その後U 少し気になっていた2点について、手を出してみました(2015.03)
■AGCレリーズタイムの変更
SSB受信であってもFastを選択せざるを得ないようなレリーズタイムが長い状況がありましたので、抵抗を調整しました
■プロダクト検波の変更
オリジナルは、デュアル・ゲートMOS−FETによるものです
オーディオ・フィルタ満載の本機では、検波回路を変更してもそうそう音色に変化はないかな、と言う思いもありましたが、いつもの?SN16913Pを使ったものを組み入れてみました
オリジナルの配線はそのままで、つなぎ替えるイメージで組み込みました(完全なバラック配線!)
蛇の目基板で、段間のカップリング・コンデンサなどはオリジナルどおりです
出力レベルも大きく変わらず、従ってAGC(オーディオ型)動作にも大きな影響はないように思えます
結果は、なかなか良い感じ・・・もともとノイズレベルが低い受信状況であったのですが、低域もオリジナル以上に再生され、ますます落ち着いた聞こえ方をします
検波段でのS/Nも向上したように思われます
AGCをOFFにしたときの聞こえ方は、オリジナルのいかにもAGCを切ったというハードな聞こえ方とは異なり、それなりに聞ける音がします(検波回路のダイナミックレンジの違いか)
どなたの電波を聞いても同じように聞こえる音色が、個々の違いがそれなりに分かる音色に変わりました
これで、音質の変化についてレポートを・・・とのリクエストにも、ある程度はお応えできそうですHi(段間のC容量を増やせば、もう少し低域は出そう)
同時に、僅かではありますがVFOのドリフトが少し気になるようになりました
アナログVFOとしては、「売り」どおり非常に安定なVFOなのですが、ここでまたX−Lockの世話になるかどうか悩みが増えることになってしまいました(オリジナルの検波回路では、ここまで気にならなかったことなのですが・・・、色々バランスがあることを、改めて実感)

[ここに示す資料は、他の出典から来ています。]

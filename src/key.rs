//! The secret that URL signatures are keyed with.
use std::fmt;

use base64::engine::general_purpose::{STANDARD, STANDARD_NO_PAD, URL_SAFE, URL_SAFE_NO_PAD};
use base64::Engine;
use rand::rngs::OsRng;
use rand::RngCore;
use snafu::{ensure, ResultExt};
use tracing::{debug, warn};
use zeroize::Zeroizing;

use crate::error::{EmptyKey, InvalidKeyEncoding, MissingSecret, Result};

/// Keys shorter than this many bytes are accepted but warned about.
pub const RECOMMENDED_KEY_LEN: usize = 32;

/// Secret key material. Wiped from memory on drop and never printed.
#[derive(Clone)]
pub struct SecretKey(Zeroizing<Vec<u8>>);

impl SecretKey {
    pub fn from_bytes<B: Into<Vec<u8>>>(bytes: B) -> Result<SecretKey> {
        let bytes = Zeroizing::new(bytes.into());
        ensure!(!bytes.is_empty(), EmptyKey);
        if bytes.len() < RECOMMENDED_KEY_LEN {
            warn!(
                len = bytes.len(),
                recommended = RECOMMENDED_KEY_LEN,
                "URL signing key is shorter than recommended"
            );
        }
        Ok(SecretKey(bytes))
    }

    /// Decode a base64 key. Both the standard and the url-safe alphabet are
    /// accepted, with or without padding. Surrounding whitespace is ignored.
    pub fn from_base64(encoded: &str) -> Result<SecretKey> {
        let encoded = encoded.trim();
        let decoded = STANDARD
            .decode(encoded)
            .or_else(|_| URL_SAFE.decode(encoded))
            .or_else(|_| STANDARD_NO_PAD.decode(encoded))
            .or_else(|_| URL_SAFE_NO_PAD.decode(encoded))
            .context(InvalidKeyEncoding)?;
        SecretKey::from_bytes(decoded)
    }

    /// Read a base64 key from the environment variable `name`.
    pub fn from_env(name: &str) -> Result<SecretKey> {
        let encoded = Zeroizing::new(std::env::var(name).context(MissingSecret { name })?);
        let key = SecretKey::from_base64(&encoded)?;
        debug!(var = name, len = key.len(), "Loaded URL signing key");
        Ok(key)
    }

    /// A fresh 256 bit key from the operating system's RNG.
    pub fn generate() -> SecretKey {
        let mut bytes = Zeroizing::new(vec![0u8; RECOMMENDED_KEY_LEN]);
        OsRng.fill_bytes(&mut bytes);
        SecretKey(bytes)
    }

    /// Encode the key as standard padded base64, the format `from_base64`
    /// and `from_env` read.
    pub fn to_base64(&self) -> Zeroizing<String> {
        Zeroizing::new(STANDARD.encode(self.as_bytes()))
    }

    pub fn len(&self) -> usize {
        self.0.len()
    }

    pub fn is_empty(&self) -> bool {
        self.0.is_empty()
    }

    pub fn is_recommended_length(&self) -> bool {
        self.len() >= RECOMMENDED_KEY_LEN
    }

    pub(crate) fn as_bytes(&self) -> &[u8] {
        &self.0
    }
}

impl fmt::Debug for SecretKey {
    fn fmt(&self, f: &mut fmt::Formatter<'_>) -> fmt::Result {
        write!(f, "SecretKey([REDACTED; {} bytes])", self.len())
    }
}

通常、プリアンプOFF(ATT表示LED点灯しますが、感度に不足は感じません)での受信で、ノイズがあまり気にならない(使用場所がイナカ!、市街地ノイズの影響を受けることの少ないところでの使用)、落ち着いた気分で受信が出来る点では、捨てがたいトランシーバとなりました
メインのIC−756PROVと比べ、バンドチェックは圧倒的に早く可能で(ダイヤルを回す回数が少なくて済む!)、ノイズレベルも低く、ちょっとバンドチェック/Watchするには、都合の良いマシンです
経年変化と思われるVFOダイヤルのバックラッシュが少しある点と、僅かなVFOのドリフトが時に気になる点が、残された改善テーマでしょうか!?